Knowledge-based authentication questions are answered more accurately by fraudsters than by legitimate account holders because the answers are in data broker databases

When you call your bank to reset your password or dispute a charge, the agent asks knowledge-based authentication questions: What street did you live on in 2015? Which of these lenders holds your auto loan? What was the monthly payment on your previous mortgage? These questions are pulled from credit bureau and data broker records. The problem is that the same databases are available to criminals. After the National Public Data breach, Equifax breaches, and countless data broker leaks, the answers to these questions are searchable online. A well-prepared fraudster who has purchased a victim's data file can answer these questions more accurately than the victim themselves, because the victim may not remember their exact address from 2015 or the precise monthly payment on a loan they paid off years ago.

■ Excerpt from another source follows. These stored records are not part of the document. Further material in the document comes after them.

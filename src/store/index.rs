//! In-RAM hash index over the unsorted bases.
//!
//! Maps a key to the base and index-file slot of its live record.
//! Buckets are sharded, each shard behind its own mutex. With the
//! `L2HASH` backend flag the shard maps are keyed by a derived 64-bit
//! hash and collisions resolve through a full key compare, which
//! keeps the maps small for the common 64-byte keys.
//!
//! Sorted bases are intentionally absent here: they are searched
//! through their sorted index sidecar (bloom filter + block index)
//! instead, so a restart does not have to pull every base into RAM.

use std::collections::HashMap;
use std::hash::Hasher;
use std::sync::Mutex;

use siphasher::sip::SipHasher24;

use crate::store::disk_control::Key;

const SHARD_COUNT: usize = 64;

// Fixed hash keys: the L2 hash must be stable across restarts since
// the bloom sidecars on disk are derived from it.
const L2_KEY_0: u64 = 0x6862_6c6f_7374_6f72;
const L2_KEY_1: u64 = 0x6532_6861_7368_2e76;

/// Deterministic 64-bit secondary hash of a record key.
pub fn l2_hash(key: &Key) -> u64 {
    let mut hasher = SipHasher24::new_with_keys(L2_KEY_0, L2_KEY_1);
    hasher.write(&key.0);
    hasher.finish()
}

/// Location of a live record within an unsorted base.
#[derive(Clone, Copy, Debug, PartialEq, Eq)]
pub struct RamControl {
    /// Number of the owning base.
    pub base_num: u64,
    /// Offset of the record's slot in the base's index file.
    pub index_offset: u64,
}

enum Shard {
    Plain(HashMap<Key, RamControl>),
    L2(HashMap<u64, Vec<(Key, RamControl)>>),
}

impl Shard {
    fn insert(&mut self, key: Key, l2: u64, ctl: RamControl) -> Option<RamControl> {
        match self {
            Shard::Plain(map) => map.insert(key, ctl),
            Shard::L2(map) => {
                let bucket = map.entry(l2).or_insert_with(Vec::new);
                for entry in bucket.iter_mut() {
                    if entry.0 == key {
                        return Some(std::mem::replace(&mut entry.1, ctl));
                    }
                }
                bucket.push((key, ctl));
                None
            }
        }
    }

    fn get(&self, key: &Key, l2: u64) -> Option<RamControl> {
        match self {
            Shard::Plain(map) => map.get(key).copied(),
            Shard::L2(map) => map
                .get(&l2)?
                .iter()
                .find(|(k, _)| k == key)
                .map(|(_, ctl)| *ctl),
        }
    }

    fn remove(&mut self, key: &Key, l2: u64) -> Option<RamControl> {
        match self {
            Shard::Plain(map) => map.remove(key),
            Shard::L2(map) => {
                let bucket = map.get_mut(&l2)?;
                let pos = bucket.iter().position(|(k, _)| k == key)?;
                let (_, ctl) = bucket.swap_remove(pos);
                if bucket.is_empty() {
                    map.remove(&l2);
                }
                Some(ctl)
            }
        }
    }

    fn remove_base(&mut self, base_num: u64) {
        match self {
            Shard::Plain(map) => map.retain(|_, ctl| ctl.base_num != base_num),
            Shard::L2(map) => {
                map.retain(|_, bucket| {
                    bucket.retain(|(_, ctl)| ctl.base_num != base_num);
                    !bucket.is_empty()
                });
            }
        }
    }

    fn len(&self) -> usize {
        match self {
            Shard::Plain(map) => map.len(),
            Shard::L2(map) => map.values().map(|b| b.len()).sum(),
        }
    }
}

pub struct HashIndex {
    shards: Vec<Mutex<Shard>>,
}

impl HashIndex {
    pub fn new(use_l2: bool) -> Self {
        let shards = (0..SHARD_COUNT)
            .map(|_| {
                Mutex::new(if use_l2 {
                    Shard::L2(HashMap::new())
                } else {
                    Shard::Plain(HashMap::new())
                })
            })
            .collect();
        Self { shards }
    }

    fn shard(&self, l2: u64) -> &Mutex<Shard> {
        &self.shards[(l2 % SHARD_COUNT as u64) as usize]
    }

    /// Insert or replace the mapping for `key`, returning the old one.
    pub fn insert(&self, key: Key, ctl: RamControl) -> Option<RamControl> {
        let l2 = l2_hash(&key);
        self.shard(l2).lock().unwrap().insert(key, l2, ctl)
    }

    pub fn get(&self, key: &Key) -> Option<RamControl> {
        let l2 = l2_hash(key);
        self.shard(l2).lock().unwrap().get(key, l2)
    }

    pub fn remove(&self, key: &Key) -> Option<RamControl> {
        let l2 = l2_hash(key);
        self.shard(l2).lock().unwrap().remove(key, l2)
    }

    /// Drop every entry pointing at `base_num`. Used when a base is
    /// consumed by datasort or its index gets sorted.
    pub fn remove_base(&self, base_num: u64) {
        for shard in &self.shards {
            shard.lock().unwrap().remove_base(base_num);
        }
    }

    pub fn len(&self) -> usize {
        self.shards.iter().map(|s| s.lock().unwrap().len()).sum()
    }

    pub fn is_empty(&self) -> bool {
        self.len() == 0
    }
}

This means the identity verification step that banks, insurers, and government agencies rely on for phone-based authentication is actively working against legitimate customers and in favor of attackers. The FBI received over 5,100 account takeover complaints in the first months of 2025 alone, with losses exceeding $262 million. When the legitimate account holder calls back to report the fraud, they often fail the same KBA questions the fraudster passed, because the system is testing memorization of data broker records, not actual identity. This persists because KBA was designed in the early 2000s when personal details were genuinely private. Twenty years of data breaches have made those details public, but the financial industry has not migrated away from KBA because it is cheap, easy to implement, and does not require customers to install an app or use a hardware token. The regulatory framework still accepts KBA as a valid authentication method. Banks that want to replace it face the paradox that any stronger method, like biometrics or hardware keys, creates friction that drives customers away. The result is that the most common identity verification method used by American financial institutions is the one that attackers can defeat most easily.